A headteacher has slammed a county council decision to slash a school bus fares subsidy for children travelling to faith schools.
County Hall bosses have made changes to its provision for school transport as part of having to slash millions from its budget.
These include a change in the level of subsidy the county council makes towards transport to faith schools, a rise in school bus fares and a reduction in the number of people who qualify for free transport from September.
Phillip Mooney, headteacher at Cardinal Allen Catholic High School, Fleetwood, has said the move “puts further pressure” on faith schools.
He said: “We have strongly opposed the imposition of transport costs previously and we believe this is further evidence of discrimination and contrary to agreements made with the county council when Faith Schools were established.
“The 25 per cent rise in costs from £380 to £495 heavily penalises families.
“Generally these proposals will severely damage the concept of choice, forcing parents into selecting a school which is simply the closest geographically rather than because the school is a good school.”
The county council currently spends £8.5m on providing home to school transport but around half of that is more than what is legally required.
This has been a standard procedure across the country for years, brought in to support parental choice when deciding on the right school for their child.
The biggest proportion of this is spent on transport for pupils at Church of England or Catholic schools which are not their nearest schools.
In 2011 a parental contribution of £380 annually was introduced, this is now set to rise by 25 per cent with a year-on-year rise after that based on the retail price index plus five per cent.
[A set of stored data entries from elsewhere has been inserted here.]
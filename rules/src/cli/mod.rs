// Local play harness and its output
pub mod config;
pub mod export;
pub mod output;
pub mod play;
The council, which currently subsidises around 60 per cent of the cost, will continue to foot the rest of the bill.
County Coun Matthew Tomlinson, cabinet member for schools, said: “We are facing government cuts of £300m to our budget and this means we must look at all spending, especially on services we’re not legally required to provide.
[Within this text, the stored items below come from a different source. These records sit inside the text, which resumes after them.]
//! Property tests for the rules engine: invariants that must hold for any
//! seed, board size and sequence of moves.

use std::collections::HashSet;

use proptest::prelude::*;
use snake_rules::engine::maps::StandardMap;
use snake_rules::engine::royale::royale_hazards;
use snake_rules::engine::{
    BoardState, Direction, EliminationCause, GameMap, Point, Ruleset, Settings, Snake, SnakeMove,
    SoloRuleset, StandardRuleset,
};

fn settings(seed: u64, minimum_food: i32) -> Settings {
    Settings {
        food_spawn_chance: 15,
        minimum_food,
        hazard_damage_per_turn: 14,
        shrink_every_n_turns: 5,
        seed,
        ..Default::default()
    }
}

/// Play `turns` turns with moves drawn from `moves`, returning every board
/// from the initial one onwards.
fn play_out(
    ruleset: &dyn Ruleset,
    size: i32,
    snake_count: usize,
    moves: &[usize],
    turns: usize,
) -> Vec<BoardState> {
    let ids: Vec<String> = (0..snake_count).map(|i| format!("snake-{i}")).collect();
    let board = StandardMap
        .setup_board(size, size, ruleset.settings(), &ids)
        .unwrap();
    let mut history = vec![ruleset.modify_initial_board_state(board).unwrap()];

    for turn in 0..turns {
        let board = history.last().unwrap();
        if ruleset.is_game_over(board).unwrap() {
            break;
        }
        let turn_moves: Vec<SnakeMove> = board
            .alive_snakes()
            .enumerate()
            .map(|(i, snake)| {
                let pick = moves[(turn * snake_count + i) % moves.len()];
                SnakeMove::new(snake.id.clone(), Direction::ALL[pick % 4])
            })
            .collect();
        let next = ruleset.create_next_board_state(board, &turn_moves).unwrap();
        history.push(next);
    }

    history
}

fn game_inputs() -> impl Strategy<Value = (i32, usize, u64, Vec<usize>)> {
    (
        prop_oneof![Just(7), Just(11), Just(19), 8i32..=15],
        1usize..=4,
        any::<u64>(),
        prop::collection::vec(0usize..4, 1..64),
    )
}

proptest! {
    #![proptest_config(ProptestConfig::with_cases(64))]

    /// Property: a snake's length changes by at most one per turn, and never shrinks
    #[test]
    fn prop_length_grows_by_at_most_one(
        (size, snakes, seed, moves) in game_inputs(),
    ) {
        let ruleset = StandardRuleset::new(settings(seed, 1));
        let history = play_out(&ruleset, size, snakes, &moves, 40);

        for pair in history.windows(2) {
            for before in pair[0].alive_snakes() {
                let after = pair[1].snake(&before.id).unwrap();
                prop_assert!(
                    after.body.len() == before.body.len() || after.body.len() == before.body.len() + 1,
                    "{} went from length {} to {}", before.id, before.body.len(), after.body.len()
                );
            }
        }
    }

    /// Property: health stays in [0, 100] and only living snakes have health left
    #[test]
    fn prop_health_bounds(
        (size, snakes, seed, moves) in game_inputs(),
    ) {
        let ruleset = StandardRuleset::new(settings(seed, 1));
        let history = play_out(&ruleset, size, snakes, &moves, 120);

        for pair in history.windows(2) {
            for before in pair[0].alive_snakes() {
                let after = pair[1].snake(&before.id).unwrap();
                prop_assert!((0..=100).contains(&after.health));
                if after.health <= 0 {
                    prop_assert_eq!(after.eliminated_cause, EliminationCause::OutOfHealth);
                }
            }
        }
    }

    /// Property: the board is topped up to the minimum food whenever there is room
    #[test]
    fn prop_minimum_food(
        (size, snakes, seed, moves) in game_inputs(),
        minimum_food in 1i32..=4,
    ) {
        let ruleset = StandardRuleset::new(settings(seed, minimum_food));
        let history = play_out(&ruleset, size, snakes, &moves, 40);

        for pair in history.windows(2) {
            let board = &pair[1];
            prop_assert!(
                board.food.len() >= minimum_food as usize || board.unoccupied_points().is_empty(),
                "turn {}: {} food", board.turn, board.food.len()
            );
        }
    }

    /// Property: the same seed and moves replay to the same boards
    #[test]
    fn prop_replay_is_deterministic(
        (size, snakes, seed, moves) in game_inputs(),
    ) {
        let first = play_out(&StandardRuleset::new(settings(seed, 1)), size, snakes, &moves, 30);
        let second = play_out(&StandardRuleset::new(settings(seed, 1)), size, snakes, &moves, 30);

        prop_assert_eq!(first, second);
    }

    /// Property: each turn increments the turn counter by exactly one
    #[test]
    fn prop_turn_counter(
        (size, snakes, seed, moves) in game_inputs(),
    ) {
        let ruleset = StandardRuleset::new(settings(seed, 1));
        let history = play_out(&ruleset, size, snakes, &moves, 30);

        for (turn, board) in history.iter().enumerate() {
            prop_assert_eq!(board.turn, turn as i32);
        }
    }

    /// Property: head-to-head eliminates the shorter snake, or both when equal
    #[test]
    fn prop_head_to_head(
        left_length in 2usize..=5,
        right_length in 2usize..=5,
        seed in any::<u64>(),
    ) {
        // Both heads move into (5, 5)
        let left = Snake::with_body("left", (0..left_length).map(|i| Point::new(4 - i as i32, 5)).collect());
        let right = Snake::with_body("right", (0..right_length).map(|i| Point::new(6 + i as i32, 5)).collect());
        let mut board = BoardState::new(11, 11);
        board.snakes = vec![left, right];

        let ruleset = StandardRuleset::new(settings(seed, 0));
        let next = ruleset
            .create_next_board_state(
                &board,
                &[SnakeMove::new("left", Direction::Right), SnakeMove::new("right", Direction::Left)],
            )
            .unwrap();

        let left = next.snake("left").unwrap();
        let right = next.snake("right").unwrap();
        if left_length == right_length {
            prop_assert_eq!(left.eliminated_cause, EliminationCause::HeadToHead);
            prop_assert_eq!(right.eliminated_cause, EliminationCause::HeadToHead);
        } else {
            let (winner, loser) = if left_length > right_length { (left, right) } else { (right, left) };
            prop_assert!(!winner.is_eliminated());
            prop_assert_eq!(loser.eliminated_cause, EliminationCause::HeadToHead);
            prop_assert_eq!(&loser.eliminated_by, &winner.id);
            prop_assert_eq!(loser.eliminated_on_turn, Some(1));
        }
    }

    /// Property: a solo game is over exactly when every snake is eliminated
    #[test]
    fn prop_solo_game_over(eliminated in prop::collection::vec(any::<bool>(), 1..=4)) {
        let mut board = BoardState::new(11, 11);
        for (i, &dead) in eliminated.iter().enumerate() {
            let mut snake = Snake::new(format!("snake-{i}"), Point::new(i as i32, 0));
            if dead {
                snake.eliminate(EliminationCause::OutOfBounds, "", 1);
            }
            board.snakes.push(snake);
        }

        let ruleset = SoloRuleset::new(settings(0, 0));
        prop_assert_eq!(ruleset.is_game_over(&board).unwrap(), eliminated.iter().all(|&d| d));
    }

    /// Property: royale hazards only ever grow and never cover the whole board
    #[test]
    fn prop_royale_hazards_grow(
        width in 3i32..=19,
        height in 3i32..=19,
        shrink in 1i32..=5,
        seed in any::<u64>(),
    ) {
        let settings = Settings { shrink_every_n_turns: shrink, ..settings(seed, 0) };
        let mut previous: HashSet<Point> = HashSet::new();

        for turn in 0..=120 {
            let hazards: HashSet<Point> = royale_hazards(width, height, turn, &settings)
                .unwrap()
                .into_iter()
                .collect();

            prop_assert!(previous.is_subset(&hazards), "hazards shrank at turn {}", turn);
            prop_assert!(hazards.len() < (width * height) as usize);
            previous = hazards;
        }
    }
}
“It has been a privilege to do so, but with the savings we are being forced to make we have no choice but to make some very difficult decisions.”
Cardinal Allen bosses said the Melbourne Avenue school’s community had been “vocal” in the consultation, submitting 298 responses of the around 1,000 received by town hall.
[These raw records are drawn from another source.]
use serde::Serialize;

use crate::difficulty::Difficulty;

/// One win recorded on a leaderboard.
///
/// Serializes with the same field names as the persisted records.
#[derive(Debug, Clone, PartialEq, Serialize)]
pub struct LeaderboardEntry {
    pub difficulty: Difficulty,
    #[serde(rename = "name")]
    pub player_name: String,
    /// Missed attempts before the win. Present iff the difficulty bounds attempts.
    #[serde(skip_serializing_if = "Option::is_none")]
    pub attempts: Option<u32>,
    /// Seconds on the clock at the win. Present iff the difficulty runs a timer.
    #[serde(rename = "time", skip_serializing_if = "Option::is_none")]
    pub elapsed_secs: Option<f64>,
}

impl LeaderboardEntry {
    pub fn new(difficulty: Difficulty, player_name: impl Into<String>) -> Self {
        Self {
            difficulty,
            player_name: player_name.into(),
            attempts: None,
            elapsed_secs: None,
        }
    }

    pub fn with_attempts(mut self, attempts: u32) -> Self {
        self.attempts = Some(attempts);
        self
    }

    pub fn with_elapsed_secs(mut self, secs: f64) -> Self {
        self.elapsed_secs = Some(secs);
        self
    }
}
Council bosses said the majority of respondents objected to the changes, but there was some support for continuing short-term support for families in dire need, and asking families in rural areas to take their children to the nearest bus stop rather than using council taxi provision.
Mr Mooney said: “In some cases, not necessarily ours, I can foresee that within five years, the ethos that is so much a part of faith schools will have been eroded to the point where some faith schools may decide that they can no longer maintain their identity.”